Il ritorno dei cavalli nelle vigne

Via i trattori. Tra le vigne tornano i cavalli. Non inquinano, sono più agili di una macchina. Li usa, ad esempio, una delle cantine più famose del mondo, Domaine de la Romanée Conti, in Francia. Ora compaiono anche in piccole aziende italiane. Come quella pugliese di Gianfranco Fino: il suo Es è dal 2012 il miglior vino d’Italia secondo la superclassifica di «Gentleman», che incrocia i punteggi delle guide nostrane.

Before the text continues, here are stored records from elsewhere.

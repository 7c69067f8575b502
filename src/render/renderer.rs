use ratatui::{
    layout::Alignment,
    style::{Color, Modifier, Style},
    text::{Line, Span},
    widgets::{Block, BorderType, Borders, Clear, Paragraph},
    Frame,
};

use super::layout::{centered_rect, ScreenLayout};
use crate::game::{Direction, Position, Snapshot, TickSpeed};
use crate::input::PadButton;
use crate::metrics::GameMetrics;

/// Everything drawn besides the board itself
pub struct Hud<'a> {
    pub metrics: &'a GameMetrics,
    pub speed: TickSpeed,
    pub notice: Option<&'a str>,
}

pub struct Renderer;

impl Renderer {
    pub fn new() -> Self {
        Self
    }

    /// Draw one frame and return the layout used, for mouse hit-testing
    pub fn render(&self, frame: &mut Frame, snapshot: &Snapshot, hud: &Hud) -> ScreenLayout {
        let layout = ScreenLayout::new(frame.area());

        frame.render_widget(self.render_stats(snapshot, hud), layout.header);
        frame.render_widget(self.render_grid(snapshot), layout.board);

        if snapshot.game_over {
            let popup = centered_rect(36, 8, layout.board);
            frame.render_widget(Clear, popup);
            frame.render_widget(self.render_game_over(snapshot), popup);
        }

        for (button, rect) in &layout.buttons {
            frame.render_widget(self.render_button(*button, snapshot), *rect);
        }

        frame.render_widget(self.render_footer(hud.notice), layout.footer);

        layout
    }

    fn render_grid(&self, snapshot: &Snapshot) -> Paragraph<'static> {
        let mut lines = Vec::with_capacity(snapshot.grid_size);

        for row in 0..snapshot.grid_size {
            let mut spans = Vec::with_capacity(snapshot.grid_size);

            for col in 0..snapshot.grid_size {
                let pos = Position::new(row as i32, col as i32);

                let cell = if pos == snapshot.head {
                    let color = if snapshot.game_over {
                        Color::Red
                    } else {
                        Color::Cyan
                    };
                    Span::styled(
                        head_glyph(snapshot.facing),
                        Style::default().fg(color).add_modifier(Modifier::BOLD),
                    )
                } else if snapshot.is_snake(pos) {
                    Span::styled("■ ", Style::default().fg(Color::Green))
                } else if pos == snapshot.food {
                    Span::styled(
                        "● ",
                        Style::default().fg(Color::Red).add_modifier(Modifier::BOLD),
                    )
                } else {
                    Span::styled(". ", Style::default().fg(Color::DarkGray))
                };

                spans.push(cell);
            }

            lines.push(Line::from(spans));
        }

        let (title, border) = if snapshot.paused {
            (" Snake · PAUSED ", Color::Yellow)
        } else {
            (" Snake ", Color::White)
        };

        Paragraph::new(lines)
            .block(
                Block::default()
                    .borders(Borders::ALL)
                    .border_type(BorderType::Double)
                    .border_style(Style::default().fg(border))
                    .title(title),
            )
            .alignment(Alignment::Center)
    }

    fn render_stats(&self, snapshot: &Snapshot, hud: &Hud) -> Paragraph<'static> {
        let label = Style::default().fg(Color::Yellow);
        let value = Style::default().fg(Color::White);

        let text = vec![Line::from(vec![
            Span::styled("Score: ", label),
            Span::styled(
                snapshot.score.to_string(),
                value.add_modifier(Modifier::BOLD),
            ),
            Span::raw("    "),
            Span::styled("Best: ", label),
            Span::styled(hud.metrics.high_score.to_string(), value),
            Span::raw("    "),
            Span::styled("Tick: ", label),
            Span::styled(format!("{:.1}s", hud.speed.secs()), value),
            Span::raw("    "),
            Span::styled("Time: ", label),
            Span::styled(hud.metrics.format_time(), value),
        ])];

        Paragraph::new(text)
            .alignment(Alignment::Center)
            .block(Block::default().borders(Borders::BOTTOM))
    }

    fn render_game_over(&self, snapshot: &Snapshot) -> Paragraph<'static> {
        let reason = snapshot
            .game_over_reason
            .map(|r| format!("The snake {r}"))
            .unwrap_or_default();

        let text = vec![
            Line::from(vec![Span::styled(
                "GAME OVER",
                Style::default().fg(Color::Red).add_modifier(Modifier::BOLD),
            )]),
            Line::from(Span::styled(reason, Style::default().fg(Color::Gray))),
            Line::from(vec![
                Span::styled("Final Score: ", Style::default().fg(Color::Yellow)),
                Span::styled(
                    snapshot.score.to_string(),
                    Style::default()
                        .fg(Color::White)
                        .add_modifier(Modifier::BOLD),
                ),
            ]),
            Line::from(""),
            Line::from(vec![
                Span::styled("Press ", Style::default().fg(Color::Gray)),
                Span::styled(
                    "R",
                    Style::default()
                        .fg(Color::Green)
                        .add_modifier(Modifier::BOLD),
                ),
                Span::styled(" to restart or ", Style::default().fg(Color::Gray)),
                Span::styled(
                    "Q",
                    Style::default().fg(Color::Red).add_modifier(Modifier::BOLD),
                ),
                Span::styled(" to quit", Style::default().fg(Color::Gray)),
            ]),
        ];

        Paragraph::new(text).alignment(Alignment::Center).block(
            Block::default()
                .borders(Borders::ALL)
                .border_style(Style::default().fg(Color::Red)),
        )
    }

    fn render_button(&self, button: PadButton, snapshot: &Snapshot) -> Paragraph<'static> {
        // Everything but New Game is inert once the game is over
        let active = !snapshot.game_over || button == PadButton::NewGame;
        let style = if active {
            Style::default().fg(Color::Cyan)
        } else {
            Style::default().fg(Color::DarkGray)
        };

        Paragraph::new(Line::from(Span::styled(button.label(), style)))
            .alignment(Alignment::Center)
            .block(
                Block::default()
                    .borders(Borders::ALL)
                    .border_type(BorderType::Rounded)
                    .border_style(style),
            )
    }

    fn render_footer(&self, notice: Option<&str>) -> Paragraph<'static> {
        let line = match notice {
            Some(text) => Line::from(Span::styled(
                text.to_string(),
                Style::default()
                    .fg(Color::Green)
                    .add_modifier(Modifier::BOLD),
            )),
            None => Line::from(vec![
                Span::styled("↑↓←→", Style::default().fg(Color::Cyan)),
                Span::raw(" or "),
                Span::styled("WASD", Style::default().fg(Color::Cyan)),
                Span::raw(" move | "),
                Span::styled("Space", Style::default().fg(Color::Cyan)),
                Span::raw(" pause | "),
                Span::styled("+/-", Style::default().fg(Color::Cyan)),
                Span::raw(" speed | "),
                Span::styled("N", Style::default().fg(Color::Cyan)),
                Span::raw(" new game | "),
                Span::styled("Q", Style::default().fg(Color::Red)),
                Span::raw(" quit"),
            ]),
        };

        Paragraph::new(line).alignment(Alignment::Center)
    }
}

fn head_glyph(facing: Direction) -> &'static str {
    match facing {
        Direction::Up => "▲ ",
        Direction::Down => "▼ ",
        Direction::Left => "◀ ",
        Direction::Right => "▶ ",
    }
}

impl Default for Renderer {
    fn default() -> Self {
        Self::new()
    }
}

Per uno che dedica a Freud il vino, la scelta di sostituire il trattore con un cavallo va interpretata oltre i significati agricoli. Se lo psicanalista austriaco fosse vivo, direbbe che Gianfranco Fino, cinquantenne tarantino, ha voluto portare tra le vigne il padre. In uno dei suoi casi clinici più famosi, quello del piccolo Hans, Freud vide nel cavallo che agitava i sogni del bambino, proprio la figura paterna. Ecco il racconto di Fino:

«Avevo 14 anni e studiavo enologia a Locorotondo. Ero al primo anno. Non sapevo nulla di vino. Chiesi a mio padre di farsi dare in affidamento un piccolo appezzamento di terreno abbandonato, una porzione di un ettaro. Comprai il manuale di viticoltura, e iniziai. Il vicino era un contadino che arava con una motozappa. Poi c’era un altro, più anziano, che usava ancora il cavallo tra i filari».
I primi anni con a fianco il padre sono tornati in mente a Fino dopo un viaggio in Borgogna.
«Ci vado spesso, più volte l’anno, lì ci sono i veri vigneron, lì compro le barriques. Ho visto i cavalli a Romanée Conti e in altre aziende, sono diventato amico di produttori che usano questi animali per lavoro. E ho scoperto che con il cavallo la terra non viene compattata, a differenza di quando si usano le macchine agricole. Così il terreno rimane più sano, non si uccidono i lombrichi, ad esempio, come succede con i trattori pesanti. E soprattutto si favorisce la longevità delle viti, un requisito fondamentale per un grande vino».
Il suolo calpestato da zoccoli e non dalle ruote dei mezzi meccanici, secondo i vignaioli «cavallari», ha radici migliori, aria e acqua circolano meglio e aumentano le rese delle vigne.

 Il cavallo di Fino si chiama Bruno. È di razza Murgese, massiccio e solido.
«Grazie a Bruno si riesce a lavorare e pulire meglio tra i filari — assicura il vignaiolo del Primitivo — usiamo meno diserbanti. Bruno è più agile, più manovriero, più utile per percorrere il nostro arcipelago di dieci ettari di vecchie viti diviso in 14 parcelle».
In Francia molti vignaioli usano i cavalli anche per spargere i trattamenti biodinamici sulle viti. Gianfranco Fino, per ora, si limita all’aratura. In alcune parcelle utilizza un piccolo cingolato in gomma. Ma ha un progetto:
«Vorrei portare nelle nostre terre altri cavalli, salvandoli dalla macellazione. Perché non è vero che finiscono sulle tavole solo animali a fine carriera. Ci sono anche puledri».
La presenza dei cavalli nei campi è un ritorno agli anni del Dopoguerra, quando in Italia si contavano circa 46 mila trattori, diventati 338 mila nel 1963 sulla spinta dei piani di sviluppo del governo. Gli svantaggi sono la lentezza, la cura che il cavallo richiede, la difficoltà nel guidarlo.
Ma come ha scritto Charlie Pinney («The case for returning to real live horse power»), pioniere del progetto Horse Federation, il cavallo si guida con la voce, segue quello che gli ordini, mentre con un trattore puoi sgolarti finché vuoi ma non si muoverà di un passo. E poi un cavallo porta nei campi una carica di simpatia che ha convinto il vignaiolo Henry Finzi-Constantine, di Castello di Tassarolo (Alessandria), ad organizzare weekend con aspiranti agricoltori che vogliono seguire corsi di «cavallo da lavoro».
Secondo Henry, «in un’azienda biodinamica il cavallo completa il ciclo della vita e non è l’animale allegato e sfruttato, lavora con l’uomo in un rapporto di complicità». In fondo, come racconta in «Cavalli selvaggi» lo scrittore Cormac McCharty, ciò che si ama nei cavalli «è la stessa cosa che si ama negli uomini, il sangue e il calore del sangue che li anima». «Tutta la stima, la simpatia, le propensioni» del ragazzo del romanzo, «andavano ai cuori ardenti».